What you have to do = Once you have read the records below, report how many lines contain the word "parse", and give nothing besides that number.
** Opening Data to examine block **
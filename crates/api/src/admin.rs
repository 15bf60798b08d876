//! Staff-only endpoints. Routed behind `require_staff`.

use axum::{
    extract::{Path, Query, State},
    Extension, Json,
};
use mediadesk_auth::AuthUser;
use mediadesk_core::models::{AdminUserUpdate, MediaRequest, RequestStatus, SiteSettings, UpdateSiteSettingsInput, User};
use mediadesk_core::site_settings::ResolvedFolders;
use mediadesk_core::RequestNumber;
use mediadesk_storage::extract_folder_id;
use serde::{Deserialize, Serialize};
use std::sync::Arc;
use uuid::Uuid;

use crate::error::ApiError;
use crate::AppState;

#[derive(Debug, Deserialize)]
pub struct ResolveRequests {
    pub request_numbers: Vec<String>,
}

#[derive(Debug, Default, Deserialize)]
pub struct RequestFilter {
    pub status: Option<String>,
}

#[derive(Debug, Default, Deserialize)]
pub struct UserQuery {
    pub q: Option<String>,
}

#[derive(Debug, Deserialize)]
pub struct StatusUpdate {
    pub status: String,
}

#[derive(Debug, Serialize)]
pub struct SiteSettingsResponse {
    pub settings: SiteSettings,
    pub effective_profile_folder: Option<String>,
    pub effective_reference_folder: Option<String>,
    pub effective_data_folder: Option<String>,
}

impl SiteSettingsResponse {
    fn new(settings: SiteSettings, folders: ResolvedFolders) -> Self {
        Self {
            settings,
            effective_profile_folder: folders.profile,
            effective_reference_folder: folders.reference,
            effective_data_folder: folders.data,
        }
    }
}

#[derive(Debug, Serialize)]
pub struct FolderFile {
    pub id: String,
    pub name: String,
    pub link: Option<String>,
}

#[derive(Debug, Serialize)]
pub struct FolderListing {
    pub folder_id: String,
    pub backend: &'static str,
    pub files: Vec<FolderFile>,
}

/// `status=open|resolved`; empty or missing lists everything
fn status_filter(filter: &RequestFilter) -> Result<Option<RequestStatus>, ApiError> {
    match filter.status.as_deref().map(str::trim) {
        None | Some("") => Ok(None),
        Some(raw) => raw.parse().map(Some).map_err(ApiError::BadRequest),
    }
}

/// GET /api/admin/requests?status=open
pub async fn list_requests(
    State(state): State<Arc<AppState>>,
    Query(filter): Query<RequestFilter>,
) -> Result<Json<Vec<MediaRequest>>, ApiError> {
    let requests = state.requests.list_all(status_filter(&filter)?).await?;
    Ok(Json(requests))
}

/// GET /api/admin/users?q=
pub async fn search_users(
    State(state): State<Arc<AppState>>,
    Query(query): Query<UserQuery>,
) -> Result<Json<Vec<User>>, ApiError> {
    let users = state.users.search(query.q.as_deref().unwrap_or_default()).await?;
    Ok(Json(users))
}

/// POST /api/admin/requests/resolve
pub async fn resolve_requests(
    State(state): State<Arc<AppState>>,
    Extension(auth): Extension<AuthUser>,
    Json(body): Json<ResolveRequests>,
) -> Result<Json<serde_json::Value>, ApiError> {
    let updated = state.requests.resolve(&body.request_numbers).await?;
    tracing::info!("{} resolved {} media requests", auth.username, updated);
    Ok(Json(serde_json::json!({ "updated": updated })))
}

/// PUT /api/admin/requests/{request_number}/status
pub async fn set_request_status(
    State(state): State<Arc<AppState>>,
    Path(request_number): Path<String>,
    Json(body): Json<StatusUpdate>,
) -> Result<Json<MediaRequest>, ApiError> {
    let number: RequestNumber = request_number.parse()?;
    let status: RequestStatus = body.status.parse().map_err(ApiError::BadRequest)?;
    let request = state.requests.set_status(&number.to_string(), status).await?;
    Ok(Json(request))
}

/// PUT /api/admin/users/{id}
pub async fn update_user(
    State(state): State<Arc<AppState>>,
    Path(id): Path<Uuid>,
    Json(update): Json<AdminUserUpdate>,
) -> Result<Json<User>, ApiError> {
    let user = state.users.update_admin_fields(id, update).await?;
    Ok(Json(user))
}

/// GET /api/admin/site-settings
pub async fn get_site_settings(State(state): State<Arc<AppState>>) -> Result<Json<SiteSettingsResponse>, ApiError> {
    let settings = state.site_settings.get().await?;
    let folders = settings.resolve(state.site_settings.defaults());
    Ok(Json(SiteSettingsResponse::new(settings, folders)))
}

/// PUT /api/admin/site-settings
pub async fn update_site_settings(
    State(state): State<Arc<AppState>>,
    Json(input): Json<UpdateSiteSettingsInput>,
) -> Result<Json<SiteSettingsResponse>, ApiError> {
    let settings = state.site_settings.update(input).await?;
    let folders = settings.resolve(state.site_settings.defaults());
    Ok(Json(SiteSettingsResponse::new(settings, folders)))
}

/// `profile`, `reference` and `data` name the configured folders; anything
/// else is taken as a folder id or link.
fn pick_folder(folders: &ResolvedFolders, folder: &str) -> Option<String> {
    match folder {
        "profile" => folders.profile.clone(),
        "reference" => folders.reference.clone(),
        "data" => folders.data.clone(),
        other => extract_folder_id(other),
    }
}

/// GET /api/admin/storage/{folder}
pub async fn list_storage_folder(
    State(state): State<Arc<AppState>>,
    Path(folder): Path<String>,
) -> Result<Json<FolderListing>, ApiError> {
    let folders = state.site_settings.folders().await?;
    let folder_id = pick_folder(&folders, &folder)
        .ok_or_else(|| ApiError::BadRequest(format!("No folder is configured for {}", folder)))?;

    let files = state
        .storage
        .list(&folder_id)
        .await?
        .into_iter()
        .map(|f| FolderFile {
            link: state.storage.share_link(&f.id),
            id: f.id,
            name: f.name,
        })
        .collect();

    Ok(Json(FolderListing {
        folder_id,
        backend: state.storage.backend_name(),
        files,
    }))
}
** Closing Data to examine block **
Written solution = 3